Many, including some scholars, have characterized the Sadducees as a sect that interpreted the Torah literally, and the Pharisees as interpreting the Torah liberally. R' Yitzhak Isaac Halevi suggests that this was not, in fact, a matter of religion. He claims that the complete rejection of Judaism would not have been tolerated under the Hasmonean rule, and therefore Hellenists maintained that they were rejecting not Judaism but Rabbinic law. Thus, the Sadducees were in fact a political party, not a religious sect. However, according to Neusner, this view is a distortion. He suggests that two things fundamentally distinguished the Pharisaic from the Sadducean approach to the Torah. First, Pharisees believed in a broad and literal interpretation of Exodus (19:3–6), "you shall be my own possession among all peoples; for all the earth is mine, and you shall be to me a kingdom of priests and a holy nation," and the words of 2 Maccabees (2:17): "God gave all the people the heritage, the kingdom, the priesthood, and the holiness."

The Pharisees believed that the idea that all of the children of Israel were to be like priests was expressed elsewhere in the Torah, for example, when the Law was transferred from the sphere of the priesthood to every man in Israel. Moreover, the Torah already provided ways for all Jews to lead a priestly life: the laws of kosher animals were perhaps intended originally for the priests, but were extended to the whole people; similarly, the prohibition of cutting the flesh in mourning for the dead. The Pharisees believed that all Jews in their ordinary life, and not just the Temple priesthood or Jews visiting the Temple, should observe rules and rituals concerning purification.

=== Oral Torah ===
The standard view is that the Pharisees differed from Sadducees in the sense that they accepted the Oral Torah in addition to the Scripture. Theology professor Anthony J. Saldarini argued that this assumption has neither implicit nor explicit evidence. A critique of the ancient interpretations of the Bible are distant from what modern scholars consider literal. Saldarini stated that the Oral Torah did not come about until the 3rd century AD, although there was an unstated idea about it in existence. In a way, every Jewish community possessed their own version of the Oral Torah which governed their religious practices. Josephus states that the Sadducees only followed literal interpretations of the Torah. To Saldarini, this only meant that the Sadducees followed their own way of Judaism, and rejected the Pharisaic version of Judaism. To Rosemary Ruether, the Pharisaic proclamation of the Oral Torah was their way of freeing Judaism from the clutches of Aaronite priesthood, represented by the Sadducees. The Oral Torah was to remain oral but was later given a written form. It did not refer to the Torah in a status as a commentary, rather had its own separate existence which allowed Pharisaic innovations.

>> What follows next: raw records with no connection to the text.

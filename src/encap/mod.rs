//! # Encapsulation Module
//!
//! The outermost EtherNet/IP framing: the 24-byte header, the packet that
//! pairs it with a payload, and the payloads of the commands this client
//! issues.
//!
//! ## Key Types
//!
//! - [`EncapHeader`] / [`EncapCommand`] - header and command codes
//! - [`EncapPacket`] - header plus payload
//! - [`RegisterSessionData`] - RegisterSession payload
//! - [`RrDataRequest`] / [`RrDataResponse`] - SendRRData payloads
//! - [`IdentityItemData`] - ListIdentity reply item

pub mod header;
pub mod identity;
pub mod packet;
pub mod register_session;
pub mod rr_data;

pub use header::{EncapCommand, EncapHeader};
pub use identity::IdentityItemData;
pub use packet::EncapPacket;
pub use register_session::{EIP_PROTOCOL_VERSION, RegisterSessionData};
pub use rr_data::{RrDataRequest, RrDataResponse};

mod tests;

The sages of the Talmud believed that the Oral law was simultaneously revealed to Moses at Mount Sinai, and the product of debates among rabbis. Thus, one may conceive of the "Oral Torah" as both based on the fixed text and as an ongoing process of analysis and argument in which God is actively involved; it was this ongoing process that was revealed at Mount Sinai along with the scripture, and by participating in this ongoing process rabbis and their students are actively participating in God's ongoing act of revelation.

As Neusner explains, the schools of the Pharisees and rabbis were and are holy:
"...because there men achieve sainthood through study of Torah and imitation of the conduct of the masters. In doing so, they conform to the heavenly paradigm, the Torah believed to have been created by God "in his image," revealed at Sinai, and handed down to their own teachers ... If the masters and disciples obey the divine teaching of Moses, "our rabbi," then their society, the school, replicates on earth the heavenly academy, just as the disciple incarnates the heavenly model of Moses, "our rabbi." The rabbis believe that Moses was (and the Messiah will be) a rabbi, God dons phylacteries, and the heavenly court studies Torah precisely as does the earthly one, even arguing about the same questions. These beliefs today may seem as projections of rabbinical values onto heaven, but the rabbis believe that they themselves are projections of heavenly values onto earth. The rabbis thus conceive that on earth they study Torah just as God, the angels, and Moses, "our rabbi," do in heaven. The heavenly schoolmen are even aware of Babylonian scholastic discussions, so they require a rabbi's information about an aspect of purity taboos.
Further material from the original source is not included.